:: Data records ::
--- START ---
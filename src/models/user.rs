// SPDX-License-Identifier: MIT

//! Authenticated Steam user model.

use chrono::{DateTime, Utc};
use serde::{Deserialize, Serialize};

/// Identity obtained from Steam after a successful login.
///
/// Held as the in-memory session user for the process lifetime; superseded on
/// re-login and cleared on logout.
#[derive(Debug, Clone, Serialize, Deserialize)]
pub struct AuthenticationUser {
    /// SteamID64 as a numeric string (stable external identifier)
    pub steam_id: String,
    /// Display name (mutable upstream; a snapshot from login time)
    pub username: String,
    /// Full-size avatar URL, if the profile exposes one
    pub avatar_url: Option<String>,
    /// When this identity was authenticated
    pub authenticated_at: DateTime<Utc>,
}
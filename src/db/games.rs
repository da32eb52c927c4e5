// SPDX-License-Identifier: MIT

//! Game library store seam.
//!
//! Imported Steam games are unique per app ID; inserting a second entry for
//! the same app ID fails with `AppError::Duplicate` so import code can tell
//! a benign duplicate apart from a real persistence failure.

use crate::error::{AppError, Result};
use crate::models::Game;
use async_trait::async_trait;
use std::sync::Mutex;

/// Single-table store over [`Game`] records.
#[async_trait]
pub trait GameStore: Send + Sync {
    /// Insert one record. `AppError::Duplicate` when a Steam entry with the
    /// same app ID already exists.
    async fn insert(&self, game: Game) -> Result<()>;

    /// Delete every record, returning how many were removed.
    async fn delete_all(&self) -> Result<usize>;

    async fn count(&self) -> Result<usize>;

    async fn list(&self) -> Result<Vec<Game>>;
}

/// In-memory game store.
#[derive(Default)]
pub struct MemoryGameStore {
    games: Mutex<Vec<Game>>,
}

impl MemoryGameStore {
    pub fn new() -> Self {
        Self::default()
    }
}

#[async_trait]
impl GameStore for MemoryGameStore {
    async fn insert(&self, game: Game) -> Result<()> {
        let mut games = self
            .games
            .lock()
            .map_err(|_| AppError::Database("game store lock poisoned".to_string()))?;

        if let Some(appid) = game.appid {
            if games.iter().any(|g| g.appid == Some(appid)) {
                return Err(AppError::Duplicate(format!("appid {}", appid)));
            }
        }

        games.push(game);
        Ok(())
    }

    async fn delete_all(&self) -> Result<usize> {
        let mut games = self
            .games
            .lock()
            .map_err(|_| AppError::Database("game store lock poisoned".to_string()))?;
        let deleted = games.len();
        games.clear();
        Ok(deleted)
    }

    async fn count(&self) -> Result<usize> {
        Ok(self
            .games
            .lock()
            .map_err(|_| AppError::Database("game store lock poisoned".to_string()))?
            .len())
    }

    async fn list(&self) -> Result<Vec<Game>> {
        Ok(self
            .games
            .lock()
            .map_err(|_| AppError::Database("game store lock poisoned".to_string()))?
            .clone())
    }
}
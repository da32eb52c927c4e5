// SPDX-License-Identifier: MIT

//! Steam-Shelf: track your game backlog against your Steam library.
//!
//! This crate implements the Steam OpenID login workflow (browser round-trip,
//! callback validation, `check_auth` verification, profile fetch, credential
//! persistence) and the logout workflow that reverses it. The UI layer only
//! calls the services here and renders the typed results.

pub mod config;
pub mod db;
pub mod error;
pub mod models;
pub mod services;

use config::Config;
use db::{CredentialStore, GameStore};
use services::{
    AuthPipeline, BrowserAuthBroker, BrowserLauncher, LogoutFlow, SteamApiClient,
    SteamAuthService,
};
use std::sync::Arc;
use std::time::Duration;

/// Fully wired application services.
///
/// Construction is explicit: every service receives its collaborators rather
/// than reaching for process-wide singletons, so tests can substitute any
/// seam.
pub struct App {
    pub config: Config,
    pub steam: Arc<SteamAuthService>,
    pub steam_api: SteamApiClient,
    pub broker: Arc<BrowserAuthBroker>,
    pub auth: AuthPipeline,
    pub logout: LogoutFlow,
}

impl App {
    /// Wire all services from a configuration and the platform seams.
    pub fn new(
        config: Config,
        credentials: Arc<dyn CredentialStore>,
        games: Arc<dyn GameStore>,
        launcher: Arc<dyn BrowserLauncher>,
    ) -> Self {
        let steam = Arc::new(SteamAuthService::new(config.realm.clone()));
        let broker = Arc::new(BrowserAuthBroker::new(launcher));

        let auth = AuthPipeline::new(
            steam.clone(),
            credentials.clone(),
            broker.clone(),
            config.return_url.clone(),
            Duration::from_secs(config.auth_timeout_secs),
        );
        let logout = LogoutFlow::new(steam.clone(), credentials, games);

        Self {
            config,
            steam,
            steam_api: SteamApiClient::new(),
            broker,
            auth,
            logout,
        }
    }
}
// SPDX-License-Identifier: MIT

//! End-to-end login orchestration.
//!
//! Turns raw callback parameters into a typed [`AuthenticationResult`]. Every
//! step catches its own failures; callers only ever observe a result value,
//! never an error, so the UI cannot be left hanging on a raw failure.

use crate::db::{keys, CredentialStore};
use crate::error::AppError;
use crate::models::{AuthenticationResult, AuthenticationStatus, StatusSeverity};
use crate::services::browser::BrowserAuthBroker;
use crate::services::openid::{self, CallbackParams};
use crate::services::steam::SteamAuthService;
use std::sync::Arc;
use std::time::Duration;

/// Drives the login sequence: browser round-trip, response processing,
/// credential persistence.
pub struct AuthPipeline {
    steam: Arc<SteamAuthService>,
    credentials: Arc<dyn CredentialStore>,
    broker: Arc<BrowserAuthBroker>,
    return_url: String,
    timeout: Duration,
}

impl AuthPipeline {
    pub fn new(
        steam: Arc<SteamAuthService>,
        credentials: Arc<dyn CredentialStore>,
        broker: Arc<BrowserAuthBroker>,
        return_url: String,
        timeout: Duration,
    ) -> Self {
        Self {
            steam,
            credentials,
            broker,
            return_url,
            timeout,
        }
    }

    /// Run the full login flow: open the browser, await the callback, process
    /// the response.
    pub async fn login(&self, api_key: &str) -> AuthenticationResult {
        let auth_url = self.steam.auth_url(&self.return_url);

        let params = match self.broker.authenticate(&auth_url, self.timeout).await {
            Ok(params) => params,
            Err(e) => {
                tracing::warn!(error = %e, "Browser authentication failed");
                let status = if e.is_network() {
                    AuthenticationStatus::NetworkError
                } else {
                    AuthenticationStatus::UnknownError
                };
                return AuthenticationResult::failure(status, e.to_string());
            }
        };

        self.process_callback(&params, api_key).await
    }

    /// Process callback parameters into a terminal result.
    ///
    /// Checks run strictly in order and short-circuit at the first failure:
    /// cancellation, response shape, ID extraction, ID format, server
    /// verification (with a parsed-vs-verified ID cross-check against forged
    /// claimed_id values), profile fetch, credential persistence.
    pub async fn process_callback(
        &self,
        params: &CallbackParams,
        api_key: &str,
    ) -> AuthenticationResult {
        if openid::was_cancelled(params) {
            let message = openid::error_message(params);
            tracing::info!(message = %message, "Authentication cancelled");
            return AuthenticationResult::failure(AuthenticationStatus::Cancelled, message);
        }

        if !openid::is_valid_openid_response(params) {
            tracing::warn!("Invalid OpenID response structure");
            return AuthenticationResult::failure(
                AuthenticationStatus::InvalidCredentials,
                "Invalid authentication response from Steam.",
            );
        }

        let steam_id = match openid::extract_steam_id(params) {
            Ok(id) => id,
            Err(e) => {
                tracing::warn!(error = %e, "Steam ID extraction failed");
                return AuthenticationResult::failure(
                    AuthenticationStatus::InvalidCredentials,
                    format!("Could not extract Steam ID: {}", e),
                );
            }
        };

        if !steam_id.bytes().all(|b| b.is_ascii_digit()) {
            return AuthenticationResult::failure(
                AuthenticationStatus::InvalidCredentials,
                "Invalid Steam ID format.",
            );
        }

        match self.steam.verify(params).await {
            Ok(verified_id) if verified_id != steam_id => {
                tracing::warn!(
                    parsed = %steam_id,
                    verified = %verified_id,
                    "Steam ID mismatch during verification"
                );
                return AuthenticationResult::failure_with_id(
                    AuthenticationStatus::InvalidCredentials,
                    steam_id,
                    "Steam ID verification failed.",
                );
            }
            Ok(_) => {}
            Err(e) => {
                tracing::warn!(error = %e, "Steam verification failed");
                return AuthenticationResult::failure_with_id(
                    AuthenticationStatus::NetworkError,
                    steam_id,
                    format!("Failed to verify authentication with Steam: {}", e),
                );
            }
        }

        let user = match self.steam.fetch_profile(&steam_id, api_key).await {
            Ok(user) => user,
            Err(e) => {
                tracing::warn!(error = %e, "Profile fetch failed");
                return AuthenticationResult::failure_with_id(
                    AuthenticationStatus::NetworkError,
                    steam_id,
                    format!("Failed to fetch user profile: {}", e),
                );
            }
        };

        if let Err(e) = self.persist_credentials(api_key, &user.steam_id, &user.username).await {
            tracing::error!(error = %e, "Failed to persist credentials");
            return AuthenticationResult::failure_with_id(
                AuthenticationStatus::UnknownError,
                steam_id,
                format!("An unexpected error occurred: {}", e),
            );
        }

        tracing::info!(
            steam_id = %user.steam_id,
            username = %user.username,
            "Authentication successful"
        );
        AuthenticationResult::success(user)
    }

    async fn persist_credentials(
        &self,
        api_key: &str,
        steam_id: &str,
        username: &str,
    ) -> Result<(), AppError> {
        self.credentials.set(keys::API_KEY, api_key).await?;
        self.credentials.set(keys::STEAM_ID, steam_id).await?;
        self.credentials.set(keys::USERNAME, username).await?;
        Ok(())
    }
}

/// User-facing message for a result. Pure; no side effects.
pub fn status_message(result: &AuthenticationResult) -> String {
    match result.status {
        AuthenticationStatus::Success => {
            let username = result
                .user
                .as_ref()
                .map(|u| u.username.as_str())
                .unwrap_or_default();
            format!("Welcome, {}!", username)
        }
        AuthenticationStatus::Cancelled => "Authentication was cancelled.".to_string(),
        AuthenticationStatus::NetworkError => {
            "Network error. Please check your connection and try again.".to_string()
        }
        AuthenticationStatus::InvalidCredentials | AuthenticationStatus::UnknownError => result
            .error_message
            .clone()
            .unwrap_or_else(|| "Authentication failed.".to_string()),
        AuthenticationStatus::Pending => "Authentication pending...".to_string(),
    }
}

/// Severity tag for rendering a result's message. Pure; no side effects.
pub fn status_severity(result: &AuthenticationResult) -> StatusSeverity {
    match result.status {
        AuthenticationStatus::Success => StatusSeverity::Success,
        AuthenticationStatus::Cancelled => StatusSeverity::Warning,
        AuthenticationStatus::InvalidCredentials
        | AuthenticationStatus::NetworkError
        | AuthenticationStatus::UnknownError => StatusSeverity::Error,
        AuthenticationStatus::Pending => StatusSeverity::Info,
    }
}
--- END ---
:: About this task ::
Among the lines of the material, find those holding the word "filename" and return them.

:: Completed task ::
filename src/models/user.rs
filename src/db/games.rs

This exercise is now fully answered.